Chocolate! Oh, what can I say about chocolate that hasn’t been written before and better. Probably nothing. But still, I am possessed by the spirit goddess of the cacao bean and as devoted to spreading the beauty of her rich message as any disciple in history.
I enjoy chocolate in pies, cakes and cookies, in sauces and savories, and scenting massage oils, sugar scrubs, bubble baths and candles. I watch the movie Chocolat at least once each year and require a nearly religious stillness in my house to do so. (See the GrooVyMovies entry.)
My husband has on his hard drive, a spreadsheet dedicated to the brands of chocolate that I prefer and which flavor combinations are my favorites (Moonstruck’s Ocumarian truffle, Alma’s Salted Lavender Caramel, Godiva’s raspberry filled milk chocolate twirl and white chocolate star) so that he will never get it wrong — but how could he? The Goddess is never wrong and even in the cheapest derivations I can find some solace.
I prefer dark chocolate’s intense whisperings because they linger there on the tongue, revealing hints of orange peel or scents of fresh pipe tobacco or lush berries and I adore pairing fine dark chocolates with fruity red wines. But I have been known to curl my toes and roll my eyes towards the heavens over the creamy silken riches a good Swiss or Belgium milk chocolate can provide. I even have a healthy affection for the smooth butteriness of white chocolate, though technically not chocolate, this white siren transforms herself from the cocoa bean.
Since childhood, one of my most favored ways to indulge my chocolate lust has been with brownies. Cake-like, chewy, crunchy topped and fault ridden, buttermilk, homemade or boxed, frosted or topped with powdered sugar, dark or milk, with chips or nuts or cream cheese or just plain — I have always enjoyed brownies.

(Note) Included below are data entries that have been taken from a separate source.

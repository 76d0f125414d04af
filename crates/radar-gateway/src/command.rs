use std::sync::LazyLock;

use radar_content::LinkExtractor;
use regex::Regex;

/// What an inbound message asks for, decided before any routing.
#[derive(Debug, Clone, PartialEq, Eq)]
pub enum Command {
    /// Deeper analysis of the item at this 1-based position. An index too
    /// large for `usize` is [`Command::UNREPRESENTABLE_INDEX`].
    Deepen(usize),
    /// Links to summarize, in first-seen order.
    Links(Vec<String>),
    /// Anything else: a free-form question.
    PlainText(String),
}

static DEEPEN: LazyLock<Regex> = LazyLock::new(|| {
    Regex::new(
        r"(?i)^\s*(?:profundiza(?:\s+sobre)?(?:\s+(?:la|el))?|(?:go\s+)?deeper(?:\s+on)?)\s+#?(\d+)\s*[.!?]?\s*$",
    )
    .expect("deepen regex should compile")
});

impl Command {
    pub const UNREPRESENTABLE_INDEX: usize = usize::MAX;

    /// Classify `text`. With `deepen_enabled` off, deepen syntax is just text.
    pub fn parse(text: &str, links: &LinkExtractor, deepen_enabled: bool) -> Self {
        if deepen_enabled {
            if let Some(caps) = DEEPEN.captures(text) {
                // Overflowing indices stay commands and fail the range check.
                let index = caps[1].parse().unwrap_or(Self::UNREPRESENTABLE_INDEX);
                return Command::Deepen(index);
            }
        }

        let urls = links.extract(text);
        if urls.is_empty() {
            Command::PlainText(text.trim().to_string())
        } else {
            Command::Links(urls)
        }
    }
}
use serde::Deserialize;
use tracing::debug;

use crate::error::ContentError;

/// Title and abstract of one preprint, whitespace-normalized.
#[derive(Debug, Clone, PartialEq, Eq)]
pub struct AbstractEntry {
    pub title: String,
    pub summary: String,
}

/// Client for the arXiv query API (Atom responses).
#[derive(Clone)]
pub struct ArxivClient {
    client: reqwest::Client,
    api_url: String,
}

impl ArxivClient {
    pub fn new(client: reqwest::Client, api_url: impl Into<String>) -> Self {
        Self {
            client,
            api_url: api_url.into(),
        }
    }

    pub async fn fetch(&self, id: &str) -> Result<AbstractEntry, ContentError> {
        debug!("querying arxiv metadata for {id}");
        let body = self
            .client
            .get(&self.api_url)
            .query(&[("id_list", id)])
            .send()
            .await?
            .error_for_status()?
            .text()
            .await?;

        parse_abstract(&body)
    }
}

#[derive(Debug, Deserialize)]
struct AtomFeed {
    #[serde(rename = "entry", default)]
    entries: Vec<AtomEntry>,
}

#[derive(Debug, Deserialize)]
struct AtomEntry {
    id: Option<TextNode>,
    title: Option<TextNode>,
    summary: Option<TextNode>,
}

#[derive(Debug, Default, Deserialize)]
struct TextNode {
    #[serde(rename = "$text", default)]
    text: String,
}

impl TextNode {
    fn normalized(&self) -> String {
        self.text.split_whitespace().collect::<Vec<_>>().join(" ")
    }
}

/// Pull the first entry out of an arXiv Atom response.
///
/// arXiv reports unknown IDs as a regular entry whose `id` points at its
/// error documentation; that counts as a missing entry.
pub fn parse_abstract(xml: &str) -> Result<AbstractEntry, ContentError> {
    let feed: AtomFeed =
        quick_xml::de::from_str(xml).map_err(|e| ContentError::Xml(e.to_string()))?;

    let entry = feed.entries.first().ok_or(ContentError::MissingEntry)?;

    if entry
        .id
        .as_ref()
        .is_some_and(|id| id.text.contains("/api/errors"))
    {
        return Err(ContentError::MissingEntry);
    }

    let title = entry
        .title
        .as_ref()
        .map(TextNode::normalized)
        .filter(|t| !t.is_empty())
        .ok_or(ContentError::MissingField("title"))?;
    let summary = entry
        .summary
        .as_ref()
        .map(TextNode::normalized)
        .filter(|s| !s.is_empty())
        .ok_or(ContentError::MissingField("summary"))?;

    Ok(AbstractEntry { title, summary })
}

But my favorite preparation of brownies these days, is a recipe I’ve been playing with for the past couple of years, willing it just right. It is the most densely dark, moist, chewy and truffle-like brownie I have ever tasted and because of this, I felt it needed just a little something to juxtapose it’s darkness, to lighten its depth — caramel, came to mind but then I needed to balance its sweetness — I decided upon sea salt. The result is true cocoa’d perfection. Not one person who has ever eaten them has not dissolved into the sort of pleasure sounds and face-making that usually accompany another libidinous past-time. (And like that past-time chocolate is good for you these days too, don’t ya know?)

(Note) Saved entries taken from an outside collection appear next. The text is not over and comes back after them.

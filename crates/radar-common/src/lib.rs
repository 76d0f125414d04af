pub mod error;
pub mod message;
pub mod types;

pub use error::{Error, Result};
pub use message::{InboundMessage, MessageSource};
pub use types::{ConversationId, ResolvedContent};
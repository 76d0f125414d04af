use async_trait::async_trait;
use radar_common::{ConversationId, Result};

/// Lifecycle management for a messaging channel that receives updates itself
/// (connect, disconnect, status).
#[async_trait]
pub trait ChannelLifecycle: Send {
    /// Human-readable display name.
    fn display_name(&self) -> &str;

    /// Start receiving updates from the external service.
    async fn connect(&mut self) -> Result<()>;

    /// Stop receiving updates.
    async fn disconnect(&mut self) -> Result<()>;

    /// Current connection status.
    fn status(&self) -> ChannelStatus;
}

/// Send-only interface for delivering outbound messages through a channel.
///
/// Designed to be wrapped in `Arc` and shared between the dispatcher and the
/// scout.
#[async_trait]
pub trait ChannelSender: Send + Sync {
    /// Unique identifier for this channel type.
    fn channel_type(&self) -> &str;

    /// Deliver HTML-formatted text to a conversation.
    async fn send_text(&self, conversation: &ConversationId, text: &str) -> Result<()>;
}

#[derive(Debug, Clone, PartialEq, Eq)]
pub enum ChannelStatus {
    Disconnected,
    Connected,
    Error(String),
}
use std::sync::Arc;

use async_trait::async_trait;
use radar_channels::ChannelSender;
use radar_common::{ConversationId, Error, Result};
use serde_json::json;
use tracing::info;

/// Where a composed alert goes.
#[async_trait]
pub trait AlertSink: Send + Sync {
    fn name(&self) -> &str;

    async fn deliver(&self, message: &str) -> Result<()>;
}

/// Pushes alerts to the gateway's `/ingest-alert` endpoint so their links get
/// analyzed before they reach the operator.
pub struct IngestSink {
    client: reqwest::Client,
    url: String,
    secret: String,
}

impl IngestSink {
    pub fn new(client: reqwest::Client, url: impl Into<String>, secret: impl Into<String>) -> Self {
        Self {
            client,
            url: url.into(),
            secret: secret.into(),
        }
    }
}

#[async_trait]
impl AlertSink for IngestSink {
    fn name(&self) -> &str {
        "ingest"
    }

    async fn deliver(&self, message: &str) -> Result<()> {
        let response = self
            .client
            .post(&self.url)
            .header("X-Secret-Key", &self.secret)
            .json(&json!({ "message": message }))
            .send()
            .await
            .map_err(|e| Error::Channel(format!("ingest request failed: {e}")))?;

        let status = response.status();
        if !status.is_success() {
            return Err(Error::Channel(format!("ingest endpoint answered {status}")));
        }
        Ok(())
    }
}

/// Sends alerts straight to a chat, without analysis.
pub struct ChannelSink {
    sender: Arc<dyn ChannelSender>,
    destination: ConversationId,
}

impl ChannelSink {
    pub fn new(sender: Arc<dyn ChannelSender>, destination: ConversationId) -> Self {
        Self {
            sender,
            destination,
        }
    }
}

#[async_trait]
impl AlertSink for ChannelSink {
    fn name(&self) -> &str {
        self.sender.channel_type()
    }

    async fn deliver(&self, message: &str) -> Result<()> {
        self.sender.send_text(&self.destination, message).await
    }
}

/// Prints alerts instead of sending them (`--dry-run`).
pub struct StdoutSink;

#[async_trait]
impl AlertSink for StdoutSink {
    fn name(&self) -> &str {
        "stdout"
    }

    async fn deliver(&self, message: &str) -> Result<()> {
        info!("dry run, alert not sent");
        println!("{message}");
        Ok(())
    }
}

And the bonus — they are SO easy to make. (See my recipe for caramel sauce to top these dark ladies.)
Densely Dark Brownies with Salted Caramel topping
Dense because they only use half a cup of flour, dark with cocoa and topped with homemade caramel sauce and sea salt — Scrumptious!
- 1 stick unsalted butter
- 1 cup sugar
- 3/4 cup unsweetened cocoa
- 1 tsp pure vanilla extract
- 2 large cold eggs
- 1/2 cup all-purpose flour
- 1/8 tsp baking soda
- 1/8 cup homemade caramel sauce
- 1/4 tsp sea salt
Heat over to 350 and line the bottom and sides of 8 inch baking pan with baking paper or foil — be sure to leave a little overhang on the sides, this will help you lift a gooey brownie from the pan for easy cooling and cutting.
Heat and mix butter, sugar, cocoa, and salt in a double boiler or if you don’t have a double boiler, use one the metal bowl or small pot, inside a pot of boiling water set-up to make your own. Stir periodically, until the butter is melted and everything is mixed smooth. Remove from heat of boil and set aside until it cools to warm — not hot.
Stir in vanilla and add eggs one at a time, stirring vigorously until completely mixed. When the batter looks blended and shiny, add flour and stirring vigorously until well-mixed. Spread evenly into lined pan, drizzle the top with cooled caramel sauce and sprinkle the caramel trails with sea salt — course is best but fine will work too.
Bake until toothpick inserted into the center to test, is only slightly moist with batter, around 20 minutes. Allow to cool and caramel to set, then lift brownies out of the pan by their paper or foil for cutting and serving.
Makes one pan or 9 to 16 brownies depending on size of squares cut.